Letters to the Editor

Readers weigh in on the First Amendment, Yale’s mission, and more

We welcome readers’ letters, which should be mailed to Letters Editor, Yale Alumni Magazine, PO Box 1905, New Haven, CT 06509-1905; e-mailed to yam@yale.edu; or faxed to (203) 432-0651. Due to the volume of correspondence, we are unable to respond to or publish all mail received. Letters accepted for publication are subject to editing.

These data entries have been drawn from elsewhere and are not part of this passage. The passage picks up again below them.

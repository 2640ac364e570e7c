//! Shell scripts standing in for the python helper.
//!
//! Each test writes a small `/bin/sh` script, points the bridge's explicit
//! python override at it, and drives the real process/pipe machinery
//! against it. Scripts that append `$$` to the pid file let tests count
//! how many helper processes a scenario spawned.

#![cfg(unix)]
#![allow(dead_code)]

use std::fs;
use std::path::PathBuf;

use atmo_bridge::{Bridge, BridgeConfig};
use tempfile::TempDir;

pub struct MockHelper {
	dir: TempDir,
	script: PathBuf,
}

impl MockHelper {
	/// Writes an executable script with the given body. The body may
	/// reference `$PIDFILE`, which is exported to the path returned by
	/// [`MockHelper::pid_count`]'s backing file.
	pub fn new(body: &str) -> Self {
		use std::os::unix::fs::PermissionsExt;

		let dir = TempDir::new().unwrap();
		let script = dir.path().join("helper.sh");
		let pid_file = dir.path().join("pids");
		let contents = format!(
			"#!/bin/sh\nPIDFILE={}\nexport PIDFILE\n{body}\n",
			pid_file.display()
		);
		fs::write(&script, contents).unwrap();
		let mut perms = fs::metadata(&script).unwrap().permissions();
		perms.set_mode(0o755);
		fs::set_permissions(&script, perms).unwrap();
		Self { dir, script }
	}

	pub fn bridge(&self) -> Bridge {
		self.bridge_with(|config| config)
	}

	pub fn bridge_with(&self, adjust: impl FnOnce(BridgeConfig) -> BridgeConfig) -> Bridge {
		let config = BridgeConfig::default().with_python_executable(&self.script);
		Bridge::new(adjust(config))
	}

	/// Number of helper processes that ran `echo $$ >> $PIDFILE`.
	pub fn pid_count(&self) -> usize {
		fs::read_to_string(self.dir.path().join("pids"))
			.map(|contents| contents.lines().count())
			.unwrap_or(0)
	}
}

Gilad Edelman wrote superbly about free speech and Yale’s law dean, Robert Post (“The Supreme Court’s First Amendment Problem,” September/October). The approach he is suggesting is that when speech is part of an activity that can be legally managed by government—say, the legal system, advertising, education, the military, sidewalks/streets, regulated professions, etc.—then the speech integral to the activity can also be regulated; i.e., it does not get First Amendment protection. There is a fundamental difference between a doctor advising a patient and one publishing an article on medical policy. Students and teachers do not enjoy free speech in public schools. That difference is “public discourse.”

Post believes, as I do, that the Supreme Court got the difference wrong in the Sorrell and Reed decisions. But there are two problems here. First, Citizens United is conflated with Sorrell, but Citizens United was decisively about public discourse. If a doctor can enjoy First Amendment protection on public issues, so should a corporation, union, or any other organization.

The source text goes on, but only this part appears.